David's research focuses on what could be broadly defined as literary geographies: the ways in which creative writers (particularly poets) think geographically; and the ways in which different strands of spatial theory can open up new readings of the textual representation of landscape and environment. This interdisciplinary research currently moves between three overlapping areas of interest: first-generation Romanticism (Wordsworth and Coleridge); post-war/contemporary British and Irish poetry; and the cultural geography of the Lake District. David is currently working on two intersecting projects. The first is a critical monograph - Rewriting the Lakes: Spaces, Places, Traces - which brings together theories of space (including phenomenology, critical cartography, spatial theology and 'more-than-representational' thinking) and intertextuality to explore the literary representation of the Lake District in the twentieth and twenty-first centuries. The second is Poetry & Geography: Space and Place in Post-War Poetry: a collection of new essays on both canonical and neglected British and Irish writers co-edited with Neal Alexander (University of Nottingham).

David has an additional, and developing, interest in digital humanities; and, more specifically, the conceptual and critical possibilities of using Geographic Information Systems (GIS) technology to map out cultural representations of space and place. These ideas were provisionally explored - with Dr Ian Gregory, Senior Lecturer in Digital Humanities - in the British Academy-funded pilot project, 'Mapping the Lakes: A Literary GIS', which focused on topographic texts by Thomas Gray and Samuel Taylor Coleridge. As a result of this project, he was a founding member of an AHRC-funded network which brought together scholars from different institutions (University of Liverpool; University of Nottingham; University of North Carolina at Chapel Hill; and Lancaster University), and from different disciplines, with a shared interest in cultural mapping. He is currently working on a series of interrelated projects exploring the scholarly, pedagogic and knowledge transfer potential of the use of digital (especially mobile) technologies to present, and to reflect upon,the cultural layering of landscape.

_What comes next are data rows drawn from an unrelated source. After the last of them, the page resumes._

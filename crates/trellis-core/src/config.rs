use crate::logging::DEFAULT_FILTER;
use crate::profiling::{self, ProfilingBackend};

/// Process-level configuration for a trellis application.
///
/// ```
/// use trellis_core::config::{Config, ProfilingMode};
///
/// let config = Config::default()
///     .with_log_filter("warn,trellis_ui=trace")
///     .with_profiling(ProfilingMode::On);
/// config.apply();
/// ```
#[derive(Debug, Clone)]
pub struct Config {
    /// `tracing` filter directive, overridden by `RUST_LOG`.
    pub log_filter: String,
    pub profiling: ProfilingMode,
}

impl Config {
    pub fn with_log_filter(mut self, filter: impl Into<String>) -> Self {
        self.log_filter = filter.into();
        self
    }

    pub fn with_profiling(mut self, mode: ProfilingMode) -> Self {
        self.profiling = mode;
        self
    }

    /// Install logging and profiling as configured.
    pub fn apply(&self) {
        crate::logging::init_with_filter(&self.log_filter);
        match self.profiling {
            ProfilingMode::Off => {}
            ProfilingMode::On => profiling::init_profiling(ProfilingBackend::InProcess),
            #[cfg(feature = "profiling")]
            ProfilingMode::WithWebserver => profiling::init_profiling(ProfilingBackend::PuffinHttp),
        }
    }
}

impl Default for Config {
    fn default() -> Self {
        Config {
            log_filter: DEFAULT_FILTER.to_string(),
            profiling: ProfilingMode::Off,
        }
    }
}

#[derive(Debug, Clone, Copy, PartialEq, Eq)]
pub enum ProfilingMode {
    /// Profiling is disabled
    Off,
    /// Profiling scopes are recorded in-process
    On,
    /// Profiling is enabled and served to external tools such as 'puffin_viewer'
    #[cfg(feature = "profiling")]
    WithWebserver,
}
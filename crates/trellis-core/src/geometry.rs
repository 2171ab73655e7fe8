use crate::math::Vec2;

#[derive(Debug, Clone, Copy, PartialEq, Eq, Hash, Default)]
pub struct Size<T> {
    pub width: T,
    pub height: T,
}

impl<T> Size<T> {
    pub const fn new(width: T, height: T) -> Self {
        Size { width, height }
    }
}

impl Size<f32> {
    pub const ZERO: Size<f32> = Size::new(0.0, 0.0);

    /// Negative (or NaN) extents become zero.
    pub fn clamped(self) -> Self {
        Size {
            width: clamp_extent(self.width),
            height: clamp_extent(self.height),
        }
    }

    /// Shrink by `amount` on every edge, never below zero.
    pub fn inset(self, amount: f32) -> Self {
        Size::new(self.width - amount * 2.0, self.height - amount * 2.0).clamped()
    }

    pub fn to_vec2(self) -> Vec2 {
        Vec2::new(self.width, self.height)
    }
}

fn clamp_extent(value: f32) -> f32 {
    if value > 0.0 { value } else { 0.0 }
}

#[derive(Debug, Clone, Copy, PartialEq, Eq, Hash, Default)]
pub struct Pos<T> {
    pub x: T,
    pub y: T,
}

impl<T> Pos<T> {
    pub const fn new(x: T, y: T) -> Self {
        Pos { x, y }
    }
}

impl Pos<f32> {
    pub const ORIGIN: Pos<f32> = Pos::new(0.0, 0.0);

    pub fn to_vec2(self) -> Vec2 {
        Vec2::new(self.x, self.y)
    }
}

#[cfg(test)]
mod tests {
    use super::*;

    #[test]
    fn test_clamp_negative_extents() {
        let size = Size::new(-5.0, 12.0).clamped();
        assert_eq!(size, Size::new(0.0, 12.0));
        assert_eq!(Size::new(f32::NAN, -1.0).clamped(), Size::ZERO);
    }

    #[test]
    fn test_inset_never_negative() {
        assert_eq!(Size::new(20.0, 10.0).inset(4.0), Size::new(12.0, 2.0));
        assert_eq!(Size::new(6.0, 6.0).inset(4.0), Size::ZERO);
    }
}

A former Arts Officer at the Wordsworth Trust, Grasmere, and Literature Development Officer for the City of York, David has taught undergraduate and postgraduate courses at the Universities of Salford and Cumbria and is an Associate of the Higher Education Academy. He reviews for the international Digital Humanities conference and theInternational Journal of Humanities and Arts Computing. He also sits on the editorial board of the Centre for North-West Regional Studies at Lancaster University and is the current Chair of the Norman Nicholson Society.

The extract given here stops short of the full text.